START Provided information
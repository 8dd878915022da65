use super::events::StreamEvent;
use super::lock;
use super::watchdog::WatchDog;
use crate::auth::get_timestamp_ms;
use crate::error::{Result, ZbError};
use flate2::read::GzDecoder;
use futures_util::{SinkExt, StreamExt};
use log::*;
use serde_json::Value;
use std::any::Any;
use std::io::Read;
use std::panic::{catch_unwind, AssertUnwindSafe};
use std::sync::atomic::{AtomicI64, AtomicU64, Ordering};
use std::sync::{Arc, Mutex, Weak};
use tokio::sync::mpsc;
use tokio::task::JoinHandle;
use tokio_tungstenite::{connect_async, tungstenite::protocol::Message};

/// Heartbeat reply token; such frames are never dispatched.
pub const PONG: &str = "pong";
const NO_DELAY: i64 = -1;

static NEXT_CONNECTION_ID: AtomicU64 = AtomicU64::new(1);

/// Delivers a parsed event to the caller.
pub type UpdateCallback = Arc<dyn Fn(StreamEvent) + Send + Sync + 'static>;
/// Turns a decoded frame into a typed event.
pub type JsonParser = Arc<dyn Fn(&Value) -> Result<StreamEvent> + Send + Sync + 'static>;
/// Receives every failure related to a subscription.
pub type ErrorHandler = Arc<dyn Fn(ZbError) + Send + Sync + 'static>;
/// Sends a control frame over a freshly opened (or closing) connection.
pub type Handshake = Arc<dyn Fn(&Connection) + Send + Sync + 'static>;

#[derive(Debug, Clone, Copy, PartialEq, Eq)]
pub enum ConnectionState {
    Idle,
    Connecting,
    Connected,
    ClosedOnError,
    /// Closed on hand; never reconnected.
    Closed,
}

/// What a [`Connection`] subscribes to and how it parses, delivers and reports.
pub struct WebsocketRequest {
    pub channel: String,
    /// Invoked on every transport open; sends the subscribe (or login) frame.
    pub subscription_handler: Option<Handshake>,
    /// Invoked once on explicit close, before the socket goes away.
    pub unsubscription_handler: Option<Handshake>,
    pub json_parser: JsonParser,
    pub update_callback: UpdateCallback,
    pub error_handler: Option<ErrorHandler>,
}

/// One physical WebSocket plus the request it serves.
///
/// The socket is owned by a background task and recreated on every connect
/// attempt; the connection identity and its request survive reconnects.
/// Each attempt is tagged with a generation number so a superseded task can
/// never touch the state of its replacement.
pub struct Connection {
    id: u64,
    url: String,
    request: WebsocketRequest,
    watch_dog: Weak<WatchDog>,
    state: Mutex<ConnectionState>,
    last_receive_time: AtomicI64,
    delay_in_second: AtomicI64,
    generation: AtomicU64,
    outbound: Mutex<Option<mpsc::UnboundedSender<Message>>>,
    task: Mutex<Option<JoinHandle<()>>>,
}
END Provided information
Please go through the entries and show every line with the word "StreamEvent".

- The answer:
use super::events::StreamEvent;
pub type UpdateCallback = Arc<dyn Fn(StreamEvent) + Send + Sync + 'static>;
pub type JsonParser = Arc<dyn Fn(&Value) -> Result<StreamEvent> + Send + Sync + 'static>;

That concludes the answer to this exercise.